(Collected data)

BEGIN

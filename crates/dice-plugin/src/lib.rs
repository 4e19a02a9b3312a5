//! # dice-plugin
//!
//! SDK for writing DICE modules. A module is an executable the engine
//! launches with two environment variables: `DICE_PLUGIN_SOCKET`, the Unix
//! socket to connect to, and `DICE_MAGIC_COOKIE`, the cookie to echo in the
//! handshake. After the handshake the engine drives the module over framed
//! JSON messages; during a `Handle` call the module reaches back into the
//! engine through the advertised Adapter and Propagate sub-channels.
//!
//! ```no_run
//! use dice_plugin::{Adapter, Module, PluginError, Propagate, serve};
//! use dice_core::wire::WireEvent;
//! use dice_core::model::{Fingerprint, Host};
//!
//! struct Identify;
//!
//! impl Module for Identify {
//!     fn handle(
//!         &mut self,
//!         event: &WireEvent,
//!         _args: Option<&str>,
//!         adapter: &Adapter<'_>,
//!         propagate: &Propagate<'_>,
//!     ) -> Result<(), PluginError> {
//!         let source = adapter.get_source(event.id)?;
//!         let ids = adapter.add_hosts(vec![Host {
//!             ip: "203.0.113.7".into(),
//!             ..Host::default()
//!         }])?;
//!         adapter.add_fingerprints(vec![Fingerprint {
//!             host_id: ids[0],
//!             data: source.name.into_bytes(),
//!             ..Fingerprint::default()
//!         }])?;
//!         propagate.trigger()
//!     }
//! }
//!
//! fn main() {
//!     if let Err(err) = serve(Identify) {
//!         eprintln!("module failed: {err}");
//!         std::process::exit(1);
//!     }
//! }
//! ```

#![warn(clippy::all)]

use std::cell::RefCell;
use std::env;
use std::io::ErrorKind;
use std::os::unix::net::UnixStream;

use dice_core::model::{Fingerprint, Host, Id, Label, Scan, Source};
use dice_core::wire::{
    AdapterRequest, AdapterResponse, CONTROL_BROKER, COOKIE_ENV, ControlRequest, ControlResponse,
    Frame, Handshake, HandshakeAck, PROTOCOL_VERSION, PropagateRequest, PropagateResponse,
    SOCKET_ENV, WireEvent, decode, encode, read_frame, write_frame,
};
use serde::Serialize;
use serde::de::DeserializeOwned;
use thiserror::Error;
use tracing::debug;

/// Failures on the plugin side of the protocol.
#[derive(Debug, Error)]
pub enum PluginError {
    /// Required environment variable missing.
    #[error("missing environment variable {0}")]
    MissingEnv(&'static str),

    /// Socket I/O failed.
    #[error("I/O error: {0}")]
    Io(#[from] std::io::Error),

    /// Malformed or unexpected frame.
    #[error("protocol error: {0}")]
    Protocol(String),

    /// The engine rejected the handshake.
    #[error("handshake rejected: {0}")]
    Handshake(String),

    /// The engine-side adapter returned an error.
    #[error("adapter error: {0}")]
    Adapter(String),

    /// The engine refused a propagation request.
    #[error("propagate error: {0}")]
    Propagate(String),

    /// Handler-level failure, reported back to the engine verbatim.
    #[error("{0}")]
    Handler(String),
}

impl From<dice_core::Error> for PluginError {
    fn from(err: dice_core::Error) -> Self {
        match err {
            dice_core::Error::Io(e) => Self::Io(e),
            other => Self::Protocol(other.to_string()),
        }
    }
}

/// A DICE module implementation.
pub trait Module {
    /// Property map reported to the engine at startup.
    fn properties(&self) -> serde_json::Value {
        serde_json::Value::Object(serde_json::Map::new())
    }

    /// Handles one event.
    fn handle(
        &mut self,
        event: &WireEvent,
        args: Option<&str>,
        adapter: &Adapter<'_>,
        propagate: &Propagate<'_>,
    ) -> Result<(), PluginError>;
}

/// The shared connection; clients borrow it per call.
struct Connection {
    stream: RefCell<UnixStream>,
}

impl Connection {
    fn send<T: Serialize>(&self, broker: u32, message: &T) -> Result<(), PluginError> {
        let payload = encode(message)?;
        write_frame(&mut *self.stream.borrow_mut(), broker, &payload)?;
        Ok(())
    }

    fn recv(&self) -> Result<Frame, PluginError> {
        Ok(read_frame(&mut *self.stream.borrow_mut())?)
    }

    /// One request/response exchange on a sub-channel. The engine serves
    /// sub-channel requests strictly in order, so the next frame on this
    /// broker is the reply.
    fn request<Req: Serialize, Resp: DeserializeOwned>(
        &self,
        broker: u32,
        request: &Req,
    ) -> Result<Resp, PluginError> {
        self.send(broker, request)?;
        let frame = self.recv()?;
        if frame.broker_id != broker {
            return Err(PluginError::Protocol(format!(
                "reply on broker {} (want {broker})",
                frame.broker_id
            )));
        }
        Ok(decode(&frame.payload)?)
    }
}

/// Client for the engine's Adapter service, valid for one `Handle` call.
pub struct Adapter<'c> {
    conn: &'c Connection,
    broker: u32,
}

impl Adapter<'_> {
    fn call(&self, request: &AdapterRequest) -> Result<AdapterResponse, PluginError> {
        let response: AdapterResponse = self.conn.request(self.broker, request)?;
        if let AdapterResponse::Error { message } = response {
            return Err(PluginError::Adapter(message));
        }
        Ok(response)
    }

    pub fn get_host(&self, id: Id) -> Result<Host, PluginError> {
        match self.call(&AdapterRequest::GetHost { id })? {
            AdapterResponse::Host { host } => Ok(host),
            other => Err(unexpected("host", &other)),
        }
    }

    pub fn get_source(&self, id: Id) -> Result<Source, PluginError> {
        match self.call(&AdapterRequest::GetSource { id })? {
            AdapterResponse::Source { source } => Ok(source),
            other => Err(unexpected("source", &other)),
        }
    }

    pub fn get_scan(&self, id: Id) -> Result<Scan, PluginError> {
        match self.call(&AdapterRequest::GetScan { id })? {
            AdapterResponse::Scan { scan } => Ok(scan),
            other => Err(unexpected("scan", &other)),
        }
    }

    pub fn add_hosts(&self, hosts: Vec<Host>) -> Result<Vec<Id>, PluginError> {
        self.ids(&AdapterRequest::AddHosts { hosts })
    }

    pub fn add_fingerprints(&self, fingerprints: Vec<Fingerprint>) -> Result<Vec<Id>, PluginError> {
        self.ids(&AdapterRequest::AddFingerprints { fingerprints })
    }

    pub fn add_labels(&self, labels: Vec<Label>) -> Result<Vec<Id>, PluginError> {
        self.ids(&AdapterRequest::AddLabels { labels })
    }

    pub fn add_scans(&self, scans: Vec<Scan>) -> Result<Vec<Id>, PluginError> {
        self.ids(&AdapterRequest::AddScans { scans })
    }

    pub fn add_sources(&self, sources: Vec<Source>) -> Result<Vec<Id>, PluginError> {
        self.ids(&AdapterRequest::AddSources { sources })
    }

    pub fn query(&self, query: &str) -> Result<Vec<Host>, PluginError> {
        match self.call(&AdapterRequest::Query {
            query: query.to_string(),
        })? {
            AdapterResponse::Hosts { hosts } => Ok(hosts),
            other => Err(unexpected("hosts", &other)),
        }
    }

    fn ids(&self, request: &AdapterRequest) -> Result<Vec<Id>, PluginError> {
        match self.call(request)? {
            AdapterResponse::Ids { ids } => Ok(ids),
            other => Err(unexpected("ids", &other)),
        }
    }
}

fn unexpected(want: &str, got: &AdapterResponse) -> PluginError {
    PluginError::Protocol(format!("expected {want}, got {got:?}"))
}

/// Client for the engine's Propagate service, valid for one `Handle` call.
pub struct Propagate<'c> {
    conn: &'c Connection,
    broker: u32,
}

impl Propagate<'_> {
    /// Asks the engine to traverse this node's children.
    pub fn trigger(&self) -> Result<(), PluginError> {
        match self.conn.request(self.broker, &PropagateRequest::Trigger)? {
            PropagateResponse::Ack => Ok(()),
            PropagateResponse::Error { message } => Err(PluginError::Propagate(message)),
        }
    }
}

/// Connects, handshakes, and serves the module until the engine hangs up.
pub fn serve<M: Module>(module: M) -> Result<(), PluginError> {
    let socket = env::var(SOCKET_ENV).map_err(|_| PluginError::MissingEnv(SOCKET_ENV))?;
    let cookie = env::var(COOKIE_ENV).map_err(|_| PluginError::MissingEnv(COOKIE_ENV))?;
    let stream = UnixStream::connect(&socket)?;
    serve_stream(stream, &cookie, module)
}

/// Serves a module on an already-connected stream. [`serve`] wires this up
/// from the environment; tests drive it over a socketpair.
pub fn serve_stream<M: Module>(
    stream: UnixStream,
    cookie: &str,
    mut module: M,
) -> Result<(), PluginError> {
    let conn = Connection {
        stream: RefCell::new(stream),
    };

    conn.send(
        CONTROL_BROKER,
        &Handshake {
            magic_cookie: cookie.to_string(),
            protocol_version: PROTOCOL_VERSION,
        },
    )?;
    let ack_frame = conn.recv()?;
    let ack: HandshakeAck = decode(&ack_frame.payload)?;
    if ack.protocol_version != PROTOCOL_VERSION {
        return Err(PluginError::Handshake(format!(
            "engine speaks protocol {}, this module speaks {PROTOCOL_VERSION}",
            ack.protocol_version
        )));
    }
    debug!("handshake complete");

    loop {
        let frame = match conn.recv() {
            Ok(frame) => frame,
            // The engine closing the connection is a normal exit.
            Err(PluginError::Io(e)) if e.kind() == ErrorKind::UnexpectedEof => return Ok(()),
            Err(err) => return Err(err),
        };
        if frame.broker_id != CONTROL_BROKER {
            return Err(PluginError::Protocol(format!(
                "request on unexpected broker {}",
                frame.broker_id
            )));
        }
        match decode::<ControlRequest>(&frame.payload)? {
            ControlRequest::Properties => {
                conn.send(
                    CONTROL_BROKER,
                    &ControlResponse::Properties {
                        fields: module.properties(),
                    },
                )?;
            }
            ControlRequest::Handle {
                adapter_broker_id,
                propagate_broker_id,
                event,
                args,
            } => {
                let adapter = Adapter {
                    conn: &conn,
                    broker: adapter_broker_id,
                };
                let propagate = Propagate {
                    conn: &conn,
                    broker: propagate_broker_id,
                };
                let response =
                    match module.handle(&event, args.as_deref(), &adapter, &propagate) {
                        Ok(()) => ControlResponse::Handled,
                        Err(err) => ControlResponse::Error {
                            message: err.to_string(),
                        },
                    };
                conn.send(CONTROL_BROKER, &response)?;
            }
            ControlRequest::Shutdown => {
                debug!("shutdown requested");
                return Ok(());
            }
        }
    }
}

#[cfg(test)]
mod tests {
    use super::*;
    use dice_core::event::EventKind;
    use std::io::Write;
    use std::os::unix::net::UnixStream;
    use std::thread;

    /// Plays the engine side of the wire on one half of a socketpair.
    fn engine_side<F>(script: F) -> UnixStream
    where
        F: FnOnce(UnixStream) + Send + 'static,
    {
        let (ours, theirs) = UnixStream::pair().unwrap();
        thread::spawn(move || script(theirs));
        ours
    }

    struct Echo;

    impl Module for Echo {
        fn properties(&self) -> serde_json::Value {
            serde_json::json!({"name": "echo"})
        }

        fn handle(
            &mut self,
            _event: &WireEvent,
            _args: Option<&str>,
            _adapter: &Adapter<'_>,
            propagate: &Propagate<'_>,
        ) -> Result<(), PluginError> {
            propagate.trigger()
        }
    }

    #[test]
    fn test_serve_handshake_and_handle() {
        let plugin_stream = engine_side(|mut stream| {
            // Expect the handshake.
            let hello: Handshake = decode(&read_frame(&mut stream).unwrap().payload).unwrap();
            assert_eq!(hello.protocol_version, PROTOCOL_VERSION);
            let ack = encode(&HandshakeAck {
                protocol_version: PROTOCOL_VERSION,
            })
            .unwrap();
            write_frame(&mut stream, CONTROL_BROKER, &ack).unwrap();

            // Issue a handle call with brokers 4/5.
            let request = encode(&ControlRequest::Handle {
                adapter_broker_id: 4,
                propagate_broker_id: 5,
                event: WireEvent {
                    id: Id(1),
                    kind: EventKind::Source,
                },
                args: None,
            })
            .unwrap();
            write_frame(&mut stream, CONTROL_BROKER, &request).unwrap();

            // The module triggers propagation; ack it.
            let frame = read_frame(&mut stream).unwrap();
            assert_eq!(frame.broker_id, 5);
            let ack = encode(&PropagateResponse::Ack).unwrap();
            write_frame(&mut stream, 5, &ack).unwrap();

            // Expect the handled reply, then hang up.
            let frame = read_frame(&mut stream).unwrap();
            assert_eq!(frame.broker_id, CONTROL_BROKER);
            let reply: ControlResponse = decode(&frame.payload).unwrap();
            assert_eq!(reply, ControlResponse::Handled);
            stream.flush().unwrap();
        });

        serve_stream(plugin_stream, "test", Echo).unwrap();
    }

    #[test]
    fn test_shutdown_request_exits_cleanly() {
        let plugin_stream = engine_side(|mut stream| {
            let _hello = read_frame(&mut stream).unwrap();
            let ack = encode(&HandshakeAck {
                protocol_version: PROTOCOL_VERSION,
            })
            .unwrap();
            write_frame(&mut stream, CONTROL_BROKER, &ack).unwrap();
            let shutdown = encode(&ControlRequest::Shutdown).unwrap();
            write_frame(&mut stream, CONTROL_BROKER, &shutdown).unwrap();
        });

        serve_stream(plugin_stream, "test", Echo).unwrap();
    }

    #[test]
    fn test_handler_error_reported() {
        struct Failing;
        impl Module for Failing {
            fn handle(
                &mut self,
                _event: &WireEvent,
                _args: Option<&str>,
                _adapter: &Adapter<'_>,
                _propagate: &Propagate<'_>,
            ) -> Result<(), PluginError> {
                Err(PluginError::Handler("no banner found".to_string()))
            }
        }

        let plugin_stream = engine_side(|mut stream| {
            let _hello = read_frame(&mut stream).unwrap();
            let ack = encode(&HandshakeAck {
                protocol_version: PROTOCOL_VERSION,
            })
            .unwrap();
            write_frame(&mut stream, CONTROL_BROKER, &ack).unwrap();

            let request = encode(&ControlRequest::Handle {
                adapter_broker_id: 2,
                propagate_broker_id: 3,
                event: WireEvent {
                    id: Id(9),
                    kind: EventKind::Host,
                },
                args: None,
            })
            .unwrap();
            write_frame(&mut stream, CONTROL_BROKER, &request).unwrap();

            let frame = read_frame(&mut stream).unwrap();
            let reply: ControlResponse = decode(&frame.payload).unwrap();
            assert_eq!(
                reply,
                ControlResponse::Error {
                    message: "no banner found".to_string()
                }
            );
        });

        serve_stream(plugin_stream, "test", Failing).unwrap();
    }
}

END

*WORK TO BE COMPLETED:*
Your task is to repeat the records exactly. Begin at their first line and stop after the line containing "module over framed".

*FINISHED EXERCISE:*
filename crates/dice-plugin/src/lib.rs
repository 4e19a02a9b3312a5
//! # dice-plugin
//!
//! SDK for writing DICE modules. A module is an executable the engine
//! launches with two environment variables: `DICE_PLUGIN_SOCKET`, the Unix
//! socket to connect to, and `DICE_MAGIC_COOKIE`, the cookie to echo in the
//! handshake. After the handshake the engine drives the module over framed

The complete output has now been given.